Por Felipe Mafuz, Gabriela Kriscinski e Matheus Crisóstomo
Impasse sobre o teto da dívida dos Estados Unidos traz volatilidade aos mercados, enquanto bancos centrais de países europeus reforçam política contracionista. No Brasil, arcabouço fiscal é aprovado na Câmara dos Deputados e alinhado a dados mais favoráveis em torno de inflação, reforçam estimativas de corte de juros nas próximas reuniões do Copom.
BRASIL
No ambiente doméstico, os indicadores econômicos do primeiro trimestre surpreenderam positivamente os analistas. O PIB cresceu 1,9% no período, influenciado, principalmente, pelo crescimento de 21,6% do setor agropecuário. Na comparação com o mesmo período de 2022, o crescimento foi de 4,0%. O dado veio acima das estimativas estabelecidas pelo consenso Refinitiv, cuja previsão era de crescimento de 1,3% sobre o quarto trimestre de 2022 e de 3,0% em relação ao mesmo período do ano anterior.
O governo federal lançou um projeto que visa impulsionar o setor industrial, com destaque para a indústria automobilística, que possui grande peso no país. A proposta impõe o estabelecimento de incentivos fiscais para veículos com valor inferior a R$ 120 mil. Com isso, será possível observar um abatimento no valor do produto de até 10,96%. No entanto, a medida tem prazo de validade, estimando-se uma duração de 12 meses devido à renúncia fiscal que será feita.
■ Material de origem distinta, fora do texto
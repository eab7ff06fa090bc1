use subleq_dynamics::DynamicsError;
use thiserror::Error;

#[derive(Error, Debug)]
pub enum InterpError {
    #[error("Runtime error: {0}")]
    DynamicsError(#[from] DynamicsError),
    #[error("Test failed:\n\t{0}")]
    TestFailed(String),
}

pub type Result<T> = std::result::Result<T, InterpError>;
No cenário corporativo, a diretoria da Petrobras anunciou, em meados de maio, a implementação da nova estratégia comercial para determinação dos preços do diesel e gasolina da estatal, em substituição à política atual de preço, a PPI (política de paridade de importação). A nova estratégia continua levando em conta os preços do mercado internacional, mas retira o custo do frete internacional, que é estabelecido em dólar. A expectativa é que os preços dos combustíveis sejam reduzidos e os reajustes repassados ao consumidor final sejam suavizados no caso de o cenário econômico indicar alta.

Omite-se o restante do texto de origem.